= Beginning of Section =

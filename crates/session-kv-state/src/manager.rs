//! Session state store for request hosts.

use std::sync::Arc;

use bytes::Bytes;
use session_kv_core::{KeyValueClient, StoreConfig};

use crate::{
    error::SessionError,
    lock::{Acquisition, LockCoordinator, LockId, WriteOutcome},
    pool::ConnectionPool,
    record::{SessionRecord, SessionRecordStore},
};

/// What the host must do with a session it just read.
#[derive(Debug, Clone, Copy, PartialEq, Eq)]
pub enum SessionAction {
    None,
    /// The record was created empty and still needs initializing.
    InitializeItem,
}

/// A session as handed to the host.
#[derive(Debug, Clone, PartialEq, Eq)]
pub struct SessionData {
    pub payload: Bytes,
    pub timeout_minutes: u32,
    pub action: SessionAction,
}

impl From<SessionRecord> for SessionData {
    fn from(record: SessionRecord) -> Self {
        Self {
            payload: record.data,
            timeout_minutes: record.timeout_minutes,
            action: if record.initialize {
                SessionAction::InitializeItem
            } else {
                SessionAction::None
            },
        }
    }
}

/// Result of [`SessionStateStore::read_exclusive`].
#[derive(Debug, Clone, PartialEq, Eq)]
pub enum ExclusiveRead {
    /// The caller holds the lock. `data` is `None` for an unknown session.
    Acquired {
        lock_id: LockId,
        data: Option<SessionData>,
    },
    /// Another caller holds the lock.
    Locked {
        lock_id: LockId,
        age: std::time::Duration,
    },
}

/// Session state store for one store name.
#[derive(Clone)]
pub struct SessionStateStore {
    records: SessionRecordStore,
    locks: LockCoordinator,
}

impl SessionStateStore {
    /// Create a store over `client`.
    #[must_use]
    pub fn new(client: Arc<dyn KeyValueClient>, config: &StoreConfig) -> Self {
        let records = SessionRecordStore::new(
            client,
            config.name.as_str(),
            config.default_timeout_minutes,
        );
        let locks = LockCoordinator::new(records.clone(), config.lock_lease());
        Self { records, locks }
    }

    /// Create a store over a pool's shared connection.
    #[must_use]
    pub fn from_pool(pool: &ConnectionPool) -> Self {
        Self::new(pool.client(), pool.config())
    }

    #[must_use]
    pub const fn records(&self) -> &SessionRecordStore {
        &self.records
    }

    #[must_use]
    pub const fn locks(&self) -> &LockCoordinator {
        &self.locks
    }

    /// Create an empty record the host still has to initialize.
    ///
    /// # Errors
    /// Returns error if the store call fails.
    pub async fn create_uninitialized(
        &self,
        session_id: &str,
        timeout_minutes: u32,
    ) -> Result<(), SessionError> {
        let record = SessionRecord {
            data: Bytes::new(),
            initialize: true,
            timeout_minutes,
        };
        self.records.write(session_id, &record).await?;
        tracing::debug!(session_id, timeout_minutes, "created uninitialized session");
        Ok(())
    }

    /// Read without locking. Renews the session's TTL on a hit.
    ///
    /// # Errors
    /// Returns error if a store call fails.
    pub async fn read(&self, session_id: &str) -> Result<Option<SessionData>, SessionError> {
        Ok(self.records.read(session_id).await?.map(SessionData::from))
    }

    /// Lock a session and read it.
    ///
    /// # Errors
    /// Returns error if a store call fails.
    pub async fn read_exclusive(&self, session_id: &str) -> Result<ExclusiveRead, SessionError> {
        match self.locks.try_acquire(session_id).await? {
            Acquisition::Acquired { lock_id, snapshot } => {
                if let Some(record) = &snapshot {
                    self.records
                        .renew(session_id, record.timeout_minutes)
                        .await?;
                }
                Ok(ExclusiveRead::Acquired {
                    lock_id,
                    data: snapshot.map(SessionData::from),
                })
            }
            Acquisition::Locked { lock_id, age } => Ok(ExclusiveRead::Locked { lock_id, age }),
        }
    }

    /// Store the session and release the caller's lock.
    ///
    /// `lock_id` is `None` when the caller never locked the session.
    ///
    /// # Errors
    /// Returns error if a store call fails.
    pub async fn write_and_release(
        &self,
        session_id: &str,
        lock_id: Option<LockId>,
        payload: Bytes,
        timeout_minutes: u32,
    ) -> Result<WriteOutcome, SessionError> {
        let record = SessionRecord {
            data: payload,
            initialize: false,
            timeout_minutes,
        };
        self.locks
            .write_and_release(session_id, lock_id, &record)
            .await
    }

    /// Release the caller's lock without writing.
    ///
    /// # Errors
    /// Returns error if a store call fails.
    pub async fn release(&self, session_id: &str, lock_id: LockId) -> Result<bool, SessionError> {
        self.locks.release_if_held(session_id, lock_id).await
    }

    /// Delete a session the caller holds the lock for.
    ///
    /// # Errors
    /// Returns error if a store call fails.
    pub async fn remove(&self, session_id: &str, lock_id: LockId) -> Result<bool, SessionError> {
        self.locks.remove(session_id, lock_id).await
    }

    /// Restart a session's sliding expiration from its stored timeout.
    ///
    /// # Errors
    /// Returns error if a store call fails.
    pub async fn reset_timeout(&self, session_id: &str) -> Result<bool, SessionError> {
        self.records.renew_stored(session_id).await
    }
}

#[cfg(test)]
mod tests {
    use std::time::Duration;

    use super::*;
    use crate::storage::MemoryBackend;

    fn store() -> SessionStateStore {
        let client = Arc::new(MemoryBackend::new().connect());
        SessionStateStore::new(client, &StoreConfig::default().with_name("Web"))
    }

    #[tokio::test]
    async fn test_uninitialized_session_needs_init() {
        let s = store();
        s.create_uninitialized("abc", 5).await.unwrap();

        let data = s.read("abc").await.unwrap().unwrap();
        assert_eq!(data.action, SessionAction::InitializeItem);
        assert!(data.payload.is_empty());
        assert_eq!(data.timeout_minutes, 5);
    }

    #[tokio::test]
    async fn test_read_unknown_is_none() {
        assert_eq!(store().read("nope").await.unwrap(), None);
    }

    #[tokio::test]
    async fn test_exclusive_round_trip() {
        let s = store();
        let ExclusiveRead::Acquired { lock_id, data } = s.read_exclusive("abc").await.unwrap()
        else {
            panic!("expected to acquire");
        };
        assert_eq!(data, None);

        let outcome = s
            .write_and_release("abc", Some(lock_id), Bytes::from_static(b"cart=3"), 20)
            .await
            .unwrap();
        assert_eq!(outcome, WriteOutcome::WrittenAndReleased);

        let ExclusiveRead::Acquired { data, .. } = s.read_exclusive("abc").await.unwrap() else {
            panic!("lock should have been released");
        };
        let data = data.unwrap();
        assert_eq!(data.payload, Bytes::from_static(b"cart=3"));
        assert_eq!(data.action, SessionAction::None);
    }

    #[tokio::test]
    async fn test_exclusive_read_renews_ttl() {
        let s = store();
        s.write_and_release("abc", None, Bytes::from_static(b"x"), 5)
            .await
            .unwrap();
        let key = s.records().key("abc").unwrap();
        s.records().client().expire(&key, 10).await.unwrap();

        s.read_exclusive("abc").await.unwrap();

        let ttl = s.records().client().ttl(&key).await.unwrap().unwrap();
        assert!(ttl > Duration::from_secs(299));
    }

    #[tokio::test]
    async fn test_release_then_remove() {
        let s = store();
        s.write_and_release("abc", None, Bytes::from_static(b"x"), 5)
            .await
            .unwrap();

        let ExclusiveRead::Acquired { lock_id, .. } = s.read_exclusive("abc").await.unwrap() else {
            panic!("expected to acquire");
        };
        assert!(s.release("abc", lock_id).await.unwrap());
        assert!(!s.remove("abc", lock_id).await.unwrap());

        let ExclusiveRead::Acquired { lock_id, .. } = s.read_exclusive("abc").await.unwrap() else {
            panic!("expected to acquire");
        };
        assert!(s.remove("abc", lock_id).await.unwrap());
        assert_eq!(s.read("abc").await.unwrap(), None);
    }

    #[tokio::test]
    async fn test_reset_timeout() {
        let s = store();
        assert!(!s.reset_timeout("abc").await.unwrap());
        s.create_uninitialized("abc", 1).await.unwrap();
        assert!(s.reset_timeout("abc").await.unwrap());
    }
}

= End of Section =

→ **WHAT THE TASK ASKS**
Once you reach the line containing "async fn test_reset_timeout()", transcribe it and each line after it through the end of the material, exactly and with nothing added.

→ **SOLVED PROBLEM**
    async fn test_reset_timeout() {
        let s = store();
        assert!(!s.reset_timeout("abc").await.unwrap());
        s.create_uninitialized("abc", 1).await.unwrap();
        assert!(s.reset_timeout("abc").await.unwrap());
    }
}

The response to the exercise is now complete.